THE DATA below:
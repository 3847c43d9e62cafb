//! Human-readable token amounts.

/// Fractional digits shown for every amount.
pub const DISPLAY_PLACES: u8 = 6;

/// Format a raw (possibly negative) amount scaled by `10^decimals`, truncated
/// to six fractional digits.  Integer arithmetic only, so large balances stay
/// exact.
pub fn format_token_amount(raw: i128, decimals: u8) -> String {
    let sign = if raw < 0 { "-" } else { "" };
    let abs = raw.unsigned_abs();
    let scale = 10u128.pow(decimals as u32);
    let whole = abs / scale;
    let frac = abs % scale;
    let shown = if decimals >= DISPLAY_PLACES {
        frac / 10u128.pow((decimals - DISPLAY_PLACES) as u32)
    } else {
        frac * 10u128.pow((DISPLAY_PLACES - decimals) as u32)
    };
    format!("{sign}{whole}.{shown:06}")
}

#[cfg(test)]
mod tests {
    use super::*;

    #[test]
    fn test_nine_decimals() {
        assert_eq!(format_token_amount(500_000_000, 9), "0.500000");
        assert_eq!(format_token_amount(1_234_567_891, 9), "1.234567");
        assert_eq!(format_token_amount(0, 9), "0.000000");
    }

    #[test]
    fn test_negative() {
        assert_eq!(format_token_amount(-500_000_000, 9), "-0.500000");
        assert_eq!(format_token_amount(-2_000_000_000, 9), "-2.000000");
    }

    #[test]
    fn test_few_decimals() {
        assert_eq!(format_token_amount(12_345, 2), "123.450000");
        assert_eq!(format_token_amount(7, 0), "7.000000");
    }

    #[test]
    fn test_u64_max_is_exact() {
        assert_eq!(format_token_amount(u64::MAX as i128, 9), "18446744073.709551");
    }
}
End of THE DATA.
### WORK INSTRUCTION:
Recopy the entries above exactly, with every line included.

### WRITTEN REPLY:
repository 3847c43d9e62cafb
//! Human-readable token amounts.

/// Fractional digits shown for every amount.
pub const DISPLAY_PLACES: u8 = 6;

/// Format a raw (possibly negative) amount scaled by `10^decimals`, truncated
/// to six fractional digits.  Integer arithmetic only, so large balances stay
/// exact.
pub fn format_token_amount(raw: i128, decimals: u8) -> String {
    let sign = if raw < 0 { "-" } else { "" };
    let abs = raw.unsigned_abs();
    let scale = 10u128.pow(decimals as u32);
    let whole = abs / scale;
    let frac = abs % scale;
    let shown = if decimals >= DISPLAY_PLACES {
        frac / 10u128.pow((decimals - DISPLAY_PLACES) as u32)
    } else {
        frac * 10u128.pow((DISPLAY_PLACES - decimals) as u32)
    };
    format!("{sign}{whole}.{shown:06}")
}

#[cfg(test)]
mod tests {
    use super::*;

    #[test]
    fn test_nine_decimals() {
        assert_eq!(format_token_amount(500_000_000, 9), "0.500000");
        assert_eq!(format_token_amount(1_234_567_891, 9), "1.234567");
        assert_eq!(format_token_amount(0, 9), "0.000000");
    }

    #[test]
    fn test_negative() {
        assert_eq!(format_token_amount(-500_000_000, 9), "-0.500000");
        assert_eq!(format_token_amount(-2_000_000_000, 9), "-2.000000");
    }

    #[test]
    fn test_few_decimals() {
        assert_eq!(format_token_amount(12_345, 2), "123.450000");
        assert_eq!(format_token_amount(7, 0), "7.000000");
    }

    #[test]
    fn test_u64_max_is_exact() {
        assert_eq!(format_token_amount(u64::MAX as i128, 9), "18446744073.709551");
    }
}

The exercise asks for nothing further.